DES RISTOURNES DE 10 M$ EN ÉCHANGE DE CONTRATS
Les fournisseurs d’équipements médicaux forcés de faire des chèques aux hôpitaux du Québec
Les hôpitaux du Québec se partagent 10 millions de dollars par année en ristournes cachées provenant des fabricants d’équipements médicaux, une situation unique en Amérique du Nord.
Un fournisseur de prothèses de hanche et de genou s’apprête à faire un chèque d’au moins 5 M$ à ses clients, une poignée d’hôpitaux de la Montérégie, des Laurentides et de l’ouest du Québec.
Geste illégal ? Tentative de corruption ? Pas du tout. Il s’agit d’une ristourne exigée dans l’appel d’offres qui vient d’être lancé conjointement par ces établissements de santé, a découvert notre Bureau d’enquête.
« Il n’y a qu’au Québec qu’il y a des ristournes comme ça », dit Benoît Larose, vice-président de MEDEC, une association qui représente plusieurs fournisseurs d’équipements médicaux.
PRIX GONFLÉS
Ce n’est pas de gaieté de coeur que les entreprises qu’il représente acceptent de payer des ristournes aux établissements de santé québécois.

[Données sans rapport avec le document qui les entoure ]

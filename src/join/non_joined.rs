// Licensed to the Apache Software Foundation (ASF) under one
// or more contributor license agreements.  See the NOTICE file
// distributed with this work for additional information
// regarding copyright ownership.  The ASF licenses this file
// to you under the Apache License, Version 2.0 (the
// "License"); you may not use this file except in compliance
// with the License.  You may obtain a copy of the License at
//
//   http://www.apache.org/licenses/LICENSE-2.0
//
// Unless required by applicable law or agreed to in writing,
// software distributed under the License is distributed on an
// "AS IS" BASIS, WITHOUT WARRANTIES OR CONDITIONS OF ANY
// KIND, either express or implied.  See the License for the
// specific language governing permissions and limitations
// under the License.
//! Emitter for right rows that no probe matched.
//!
//! Walks the hash map in internal order, skipping slots whose usage flag was
//! set during probing, then drains the side list of null-key, mask-rejected
//! and collision-losing rows. Yields batches of at most `max_block_size`
//! rows, suspending between batches by remembering its positions.

use arrow::array::{new_null_array, Array, ArrayRef};
use arrow::compute::interleave;
use arrow::datatypes::SchemaRef;

use crate::chunk::{default_array, Chunk};
use crate::join::operator::{HashJoinOperator, JoinMaps};
use crate::join::row_refs::{RowRef, RowRefList};

#[derive(Clone, Copy)]
enum MappedRows {
    One(RowRef),
    List(RowRefList),
}

pub struct NonJoinedBlocks<'a> {
    op: &'a HashJoinOperator,
    result_schema: SchemaRef,
    max_block_size: usize,
    entries: Option<Vec<(usize, MappedRows)>>,
    position: usize,
    side_position: usize,
}

impl<'a> NonJoinedBlocks<'a> {
    pub(crate) fn new(
        op: &'a HashJoinOperator,
        result_schema: SchemaRef,
        max_block_size: usize,
    ) -> Self {
        Self {
            op,
            result_schema,
            max_block_size: max_block_size.max(1),
            entries: None,
            position: 0,
            side_position: 0,
        }
    }

    /// Next batch of non-joined rows in the result schema, or `None` once
    /// the map and the side list are exhausted.
    pub fn next_block(&mut self) -> Result<Option<Chunk>, String> {
        let data = self.op.joined_data();
        if self.entries.is_none() {
            self.entries = Some(match &data.maps {
                JoinMaps::One(table) => table
                    .collect_entries()
                    .into_iter()
                    .map(|(slot, row)| (slot, MappedRows::One(row)))
                    .collect(),
                JoinMaps::All(table) => table
                    .collect_entries()
                    .into_iter()
                    .map(|(slot, list)| (slot, MappedRows::List(list)))
                    .collect(),
                // As-of strictness never reaches the emitter.
                JoinMaps::Asof(_) => Vec::new(),
            });
        }
        let entries = self.entries.as_ref().expect("non-joined entries");

        let mut refs: Vec<(usize, usize)> = Vec::new();
        while self.position < entries.len() && refs.len() < self.max_block_size {
            let (slot, mapped) = entries[self.position];
            self.position += 1;
            if self.op.used_flags.get_used(slot) {
                continue;
            }
            match mapped {
                MappedRows::One(row) => refs.push((row.block as usize, row.row as usize)),
                MappedRows::List(list) => {
                    for row in list.iter(&data.arena) {
                        refs.push((row.block as usize, row.row as usize));
                    }
                }
            }
        }

        while self.side_position < data.side_rows.len() && refs.len() < self.max_block_size {
            let (block_index, mask) = &data.side_rows[self.side_position];
            self.side_position += 1;
            for (row, flagged) in mask.iter().enumerate() {
                if *flagged {
                    refs.push((*block_index as usize, row));
                }
            }
        }

        if refs.is_empty() {
            return Ok(None);
        }
        self.build_block(&refs).map(Some)
    }

    fn build_block(&self, refs: &[(usize, usize)]) -> Result<Chunk, String> {
        let data = self.op.joined_data();
        let len = refs.len();
        let mut fields = Vec::with_capacity(self.result_schema.fields().len());
        let mut columns: Vec<ArrayRef> = Vec::with_capacity(fields.capacity());
        for field in self.result_schema.fields() {
            let column = match self.op.saved_block_index_of(field.name()) {
                Ok(index) => {
                    let arrays: Vec<&dyn Array> = data
                        .blocks
                        .iter()
                        .map(|b| b.columns()[index].as_ref())
                        .collect();
                    interleave(&arrays, refs).map_err(|e| e.to_string())?
                }
                // Left-side columns: nulls when the schema allows, type
                // defaults otherwise.
                Err(_) => {
                    if field.is_nullable() {
                        new_null_array(field.data_type(), len)
                    } else {
                        default_array(field.data_type(), len)?
                    }
                }
            };
            fields.push(field.as_ref().clone());
            columns.push(column);
        }
        Chunk::try_from_parts(fields, columns)
    }
}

Certaines firmes américaines craignent même de contourner les règles anticorruption de leur pays en agissant ainsi. De plus, aucune autre province canadienne n’a ce type d’exigence.
Le gouvernement du Québec préfère appeler ces ristournes « contributions au partenariat ». Elles correspondent à entre 10 et 12 % des ventes de l’entreprise gagnante, qui doivent en tenir compte lorsqu’ils fixent leurs prix.
« C’est vu comme une taxe. Il [le gouvernement] aurait de meilleurs prix s’il n’y avait pas de ristournes », dit Benoît Larose.
MANQUE DE TRANSPARENCE
Dans le cas de l’appel d’offres pour les prothèses de hanche et de genou lancé il y a quelques semaines par le Groupe d’approvisionnement en commun de l’Ouestdu-Québec (GACOQ), les ristournes atteindront donc plus de 5 M$, car le contrat est estimé à au moins 50 M$.
Plusieurs fournisseurs se plaignent de ne pas savoir à quoi servent exactement les millions versés aux hôpitaux.
« Il y a un manque de transparence et d’assurances. On n’a aucune idée précise [à quoi sert l’argent] », dit une représentante d’un fournisseur qui veut conserver l’anonymat.
Et même si les hôpitaux doivent rendre des comptes sur leurs dépenses au gouvernement et aux groupes d’approvisionnement en commun, ces informations ne sont jamais rendues accessibles au public.